Слова «вспоминаю войну как лучшее время моей жизни» поражают чудовищной искренностью. Непостижима и неизмерима сила любви, если тяжкие испытания, море крови, гибель друзей и смерть, ежечасно поджидающая, названы «лучшим временем моей жизни». Разумом понять невозможно. Но нужно ли силиться понять, уразуметь и всё разложить по полочкам с вердиктом социального психолога или психотерапевта? Разум и сердце – антагонисты. Сердце болит и ноет, радуется и грустит вопреки разуму.
Книги о войне пишутся для мужчин. Правда, которую мужская литература о войне обошла стороной и о которой солдатки старались забыть: днём женщины воевали, в окопах по ночам отбивалась от приставал. С наступлением сумерек между женщинами и мужчинами пролегала линия фронта. Санинструктор, сестра милосердия, нашла этому оправдание и даже пожалела солдат, на четыре года оторванных от семей: «Вот если бы были у нас бордели…»
О японских «станциях комфорта», о немецких, итальянских и американских солдатских публичных домах – разговор впереди.
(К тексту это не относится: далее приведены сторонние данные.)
use chrono::{DateTime, Utc};
use nexus_audit::{AuditKind, AuditLog};
use nexus_config::{ApprovalConfig, TimeoutPolicy};
use nexus_core::{
    Decision, DecisionOutcome, Event, EventBus, NexusError, PendingId, ProposedAction, Resolution,
    Result, Reversibility, Severity, add_span, span_secs,
};
use parking_lot::{Mutex, RwLock};
use serde::{Deserialize, Serialize};
use serde_json::json;
use std::collections::HashMap;
use std::sync::Arc;
use tracing::{info, warn};
use uuid::Uuid;

/// Identity recorded when nobody answered in time.
pub const SYSTEM_APPROVER: &str = "system";

#[derive(Debug, Clone, Copy, PartialEq, Eq, Serialize, Deserialize)]
#[serde(tag = "state", rename_all = "snake_case")]
pub enum ApprovalState {
    Pending,
    Approved,
    Rejected,
    /// `allowed` records what the timeout policy decided.
    Expired { allowed: bool },
    Cancelled,
}

/// An action parked until a human answers.
#[derive(Debug, Clone, Serialize, Deserialize)]
pub struct PendingApproval {
    pub id: PendingId,
    pub action: ProposedAction,
    pub decision: Decision,
    pub submitted_at: DateTime<Utc>,
    pub expires_at: DateTime<Utc>,
    pub state: ApprovalState,
    #[serde(default, skip_serializing_if = "Option::is_none")]
    pub approver: Option<String>,
}

/// A pending approval that ran out of time.
#[derive(Debug, Clone)]
pub struct ExpiredApproval {
    pub approval: PendingApproval,
    pub allowed: bool,
}

/// Human-in-the-loop queue. Nothing waits on it: entries sit here until
/// [`resolve`](Self::resolve), [`cancel`](Self::cancel) or
/// [`expire_due`](Self::expire_due) takes them out.
pub struct ApprovalGateway {
    pending: Mutex<HashMap<PendingId, PendingApproval>>,
    config: RwLock<ApprovalConfig>,
    audit: Arc<AuditLog>,
    events: EventBus,
}

impl ApprovalGateway {
    pub fn new(config: ApprovalConfig, audit: Arc<AuditLog>, events: EventBus) -> Self {
        Self {
            pending: Mutex::new(HashMap::new()),
            config: RwLock::new(config),
            audit,
            events,
        }
    }

    pub fn update_config(&self, config: ApprovalConfig) {
        *self.config.write() = config;
    }

    pub fn submit(&self, action: ProposedAction, decision: Decision) -> Result<PendingId> {
        self.submit_at(action, decision, Utc::now())
    }

    pub fn submit_at(
        &self,
        action: ProposedAction,
        decision: Decision,
        now: DateTime<Utc>,
    ) -> Result<PendingId> {
        if decision.outcome != DecisionOutcome::ApprovalRequired || decision.action_id != action.id {
            return Err(NexusError::InvalidAction(format!(
                "action {} does not carry an approval-required decision",
                action.id
            )));
        }
        let timeout = span_secs(self.config.read().timeout_secs);
        let approval = PendingApproval {
            id: Uuid::new_v4(),
            submitted_at: now,
            expires_at: add_span(now, timeout),
            state: ApprovalState::Pending,
            approver: None,
            action,
            decision,
        };
        let reasons = approval.decision.reason_strings();

        let mut pending = self.pending.lock();
        self.audit.append(
            &approval.action.consumer,
            AuditKind::ApprovalSubmitted,
            Severity::Info,
            json!({
                "pending_id": approval.id,
                "action_id": approval.action.id,
                "risk_score": approval.decision.risk_score,
                "reasons": reasons,
                "expires_at": approval.expires_at,
            }),
        )?;
        info!(
            pending_id = %approval.id,
            action_id = %approval.action.id,
            risk = approval.decision.risk_score,
            "awaiting approval"
        );
        let id = approval.id;
        let action_id = approval.action.id;
        pending.insert(id, approval);
        drop(pending);

        self.events.publish(Event::ApprovalRequested {
            pending_id: id,
            action_id,
            reasons,
        });
        Ok(id)
    }

    /// Answer a pending approval. Fails with `ApprovalNotFound` if it was
    /// already resolved, cancelled or expired.
    pub fn resolve(
        &self,
        pending_id: PendingId,
        resolution: Resolution,
        approver: &str,
    ) -> Result<PendingApproval> {
        if approver.trim().is_empty() {
            return Err(NexusError::InvalidAction("approver is empty".into()));
        }
        let mut pending = self.pending.lock();
        let Some(approval) = pending.get(&pending_id) else {
            return Err(NexusError::ApprovalNotFound(pending_id));
        };
        self.audit.append(
            approver,
            AuditKind::ApprovalResolved,
            Severity::Info,
            json!({
                "pending_id": pending_id,
                "action_id": approval.action.id,
                "resolution": resolution,
                "approver": approver,
            }),
        )?;
        let Some(mut approval) = pending.remove(&pending_id) else {
            return Err(NexusError::ApprovalNotFound(pending_id));
        };
        drop(pending);

        approval.state = match resolution {
            Resolution::Approved => ApprovalState::Approved,
            Resolution::Rejected => ApprovalState::Rejected,
        };
        approval.approver = Some(approver.to_string());
        info!(%pending_id, action_id = %approval.action.id, ?resolution, approver, "approval resolved");
        self.events.publish(Event::ApprovalResolved {
            pending_id,
            action_id: approval.action.id,
            resolution,
            approver: approver.to_string(),
        });
        Ok(approval)
    }

    /// Withdraw a pending approval on the caller's behalf.
    pub fn cancel(&self, pending_id: PendingId, actor: &str) -> Result<PendingApproval> {
        let mut pending = self.pending.lock();
        let Some(approval) = pending.get(&pending_id) else {
            return Err(NexusError::ApprovalNotFound(pending_id));
        };
        self.audit.append(
            actor,
            AuditKind::ApprovalCancelled,
            Severity::Info,
            json!({ "pending_id": pending_id, "action_id": approval.action.id }),
        )?;
        let Some(mut approval) = pending.remove(&pending_id) else {
            return Err(NexusError::ApprovalNotFound(pending_id));
        };
        approval.state = ApprovalState::Cancelled;
        approval.approver = Some(actor.to_string());
        Ok(approval)
    }

    /// Expire every approval whose deadline has passed. Allow-by-timeout
    /// only applies to low-risk actions that are not irreversible.
    pub fn expire_due(&self, now: DateTime<Utc>) -> Result<Vec<ExpiredApproval>> {
        let config = self.config.read().clone();
        let mut pending = self.pending.lock();
        let mut due: Vec<PendingId> = pending
            .values()
            .filter(|a| a.expires_at <= now)
            .map(|a| a.id)
            .collect();
        due.sort_by_key(|id| pending.get(id).map(|a| a.submitted_at));

        let mut expired = Vec::with_capacity(due.len());
        for id in due {
            let Some(approval) = pending.get(&id) else {
                continue;
            };
            let allowed = config.timeout_policy == TimeoutPolicy::Allow
                && approval.decision.risk_score < config.allow_on_timeout_max_risk
                && approval.action.reversibility != Reversibility::Irreversible;
            self.audit.append(
                SYSTEM_APPROVER,
                AuditKind::ApprovalExpired,
                Severity::Warning,
                json!({
                    "pending_id": id,
                    "action_id": approval.action.id,
                    "approver": SYSTEM_APPROVER,
                    "allowed": allowed,
                    "policy": config.timeout_policy,
                }),
            )?;
            let Some(mut approval) = pending.remove(&id) else {
                continue;
            };
            approval.state = ApprovalState::Expired { allowed };
            approval.approver = Some(SYSTEM_APPROVER.to_string());
            warn!(pending_id = %id, action_id = %approval.action.id, allowed, "approval expired");
            expired.push(ExpiredApproval { approval, allowed });
        }
        drop(pending);

        for e in &expired {
            self.events.publish(Event::ApprovalExpired {
                pending_id: e.approval.id,
                action_id: e.approval.action.id,
                allowed: e.allowed,
            });
        }
        Ok(expired)
    }

    /// Everything still waiting, oldest first.
    pub fn pending(&self) -> Vec<PendingApproval> {
        let mut out: Vec<_> = self.pending.lock().values().cloned().collect();
        out.sort_by_key(|a| a.submitted_at);
        out
    }

    pub fn get(&self, pending_id: PendingId) -> Option<PendingApproval> {
        self.pending.lock().get(&pending_id).cloned()
    }

    pub fn len(&self) -> usize {
        self.pending.lock().len()
    }

    pub fn is_empty(&self) -> bool {
        self.len() == 0
    }
}
use nexus_core::{NexusError, Result};
use serde::{Deserialize, Serialize};

use crate::entry::{AuditEntry, GENESIS_HASH, digest_payload};

/// The link a verified run of entries hangs off: the seq and hash of the
/// entry just before the first one. `seq == 0` with the genesis hash means
/// "start of the chain".
#[derive(Debug, Clone, PartialEq, Eq, Serialize, Deserialize)]
pub struct ChainAnchor {
    pub seq: u64,
    pub hash: String,
}

impl ChainAnchor {
    pub fn genesis() -> Self {
        Self {
            seq: 0,
            hash: GENESIS_HASH.to_string(),
        }
    }

    pub fn of(entry: &AuditEntry) -> Self {
        Self {
            seq: entry.seq,
            hash: entry.entry_hash.clone(),
        }
    }
}

impl Default for ChainAnchor {
    fn default() -> Self {
        Self::genesis()
    }
}

/// Summary of a successful verification.
#[derive(Debug, Clone, PartialEq, Eq, Serialize, Deserialize)]
pub struct ChainReport {
    pub verified: usize,
    pub first_seq: Option<u64>,
    pub head: ChainAnchor,
}

/// Re-walk `entries` from `anchor` (genesis when `None`), checking sequence
/// continuity, payload digests, entry hashes, and prev-hash links.
pub fn verify_chain(entries: &[AuditEntry], anchor: Option<&ChainAnchor>) -> Result<ChainReport> {
    let start = anchor.cloned().unwrap_or_default();
    let mut expected = start.clone();

    for entry in entries {
        let broken = |reason: String| NexusError::AuditIntegrity {
            seq: entry.seq,
            reason,
        };
        if entry.seq != expected.seq + 1 {
            return Err(broken(format!(
                "sequence gap: expected {}, found {}",
                expected.seq + 1,
                entry.seq
            )));
        }
        if entry.prev_hash != expected.hash {
            return Err(broken(format!(
                "chain broken: expected prev {}, found {}",
                expected.hash, entry.prev_hash
            )));
        }
        let digest = digest_payload(&entry.payload);
        if digest != entry.payload_digest {
            return Err(broken(format!(
                "payload digest mismatch: stored {}, computed {}",
                entry.payload_digest, digest
            )));
        }
        let computed = entry.compute_hash();
        if computed != entry.entry_hash {
            return Err(broken(format!(
                "entry hash mismatch: stored {}, computed {}",
                entry.entry_hash, computed
            )));
        }
        expected = ChainAnchor::of(entry);
    }

    Ok(ChainReport {
        verified: entries.len(),
        first_seq: entries.first().map(|e| e.seq),
        head: expected,
    })
}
Не хочется упрощать проблему, но невольно возникает вопрос: не по этой ли причине в других воюющих армиях не было массовых принуждений к сексу и преступлений на сексуальной почве в отношении «своих» женщин? «Нашим» женщинам полегчает, когда армия пересечёт государственную границу и настанет черёд иноземок и остарбайтеров. Их насиловали открыто, без опасения оказаться в штрафбате.
«Дело» Елены Боннэр
В 1983 году, когда травля академика Сахарова и его жены, Елены Боннэр, достигла апогея, на книжных прилавках появилась книга доктора исторических наук Николая Яковлева «ЦРУ против СССР» (учёное звание подкрепляло «научную ценность» работы). В «солидном труде» рассказывалось о заговоре, жертвой которого стал доверчивый академик-вдовец, по сути дела ребёнок, кроме теоретической физики, ничего в жизни не понимающий. Коварная женщина (через каждые два слова подчеркивалась её национальность) водит рукой «академика-подкаблучника», иногда она его даже бьёт, заставляя участвовать в антисоветских действиях, и, чтобы усилить эффект разоблачений и подчеркнуть аморальность безнравственной женщины-дьявола (именно такой заказчик представлял её обывателю), Яковлев запустил руки в её личную жизнь. В этой книге (по ней был снят одноименный фильм) Елена Боннэр изображена как Берия-2, сатана в юбке.
Со слов кагэбэшного писателя, аморальная жизнь порочной, сексуально распущенной восемнадцатилетней санитарки военно-санитарного поезда началась с совращения начальника эшелона, Владимира Дорфмана, которому она годилась «разве что в дочери».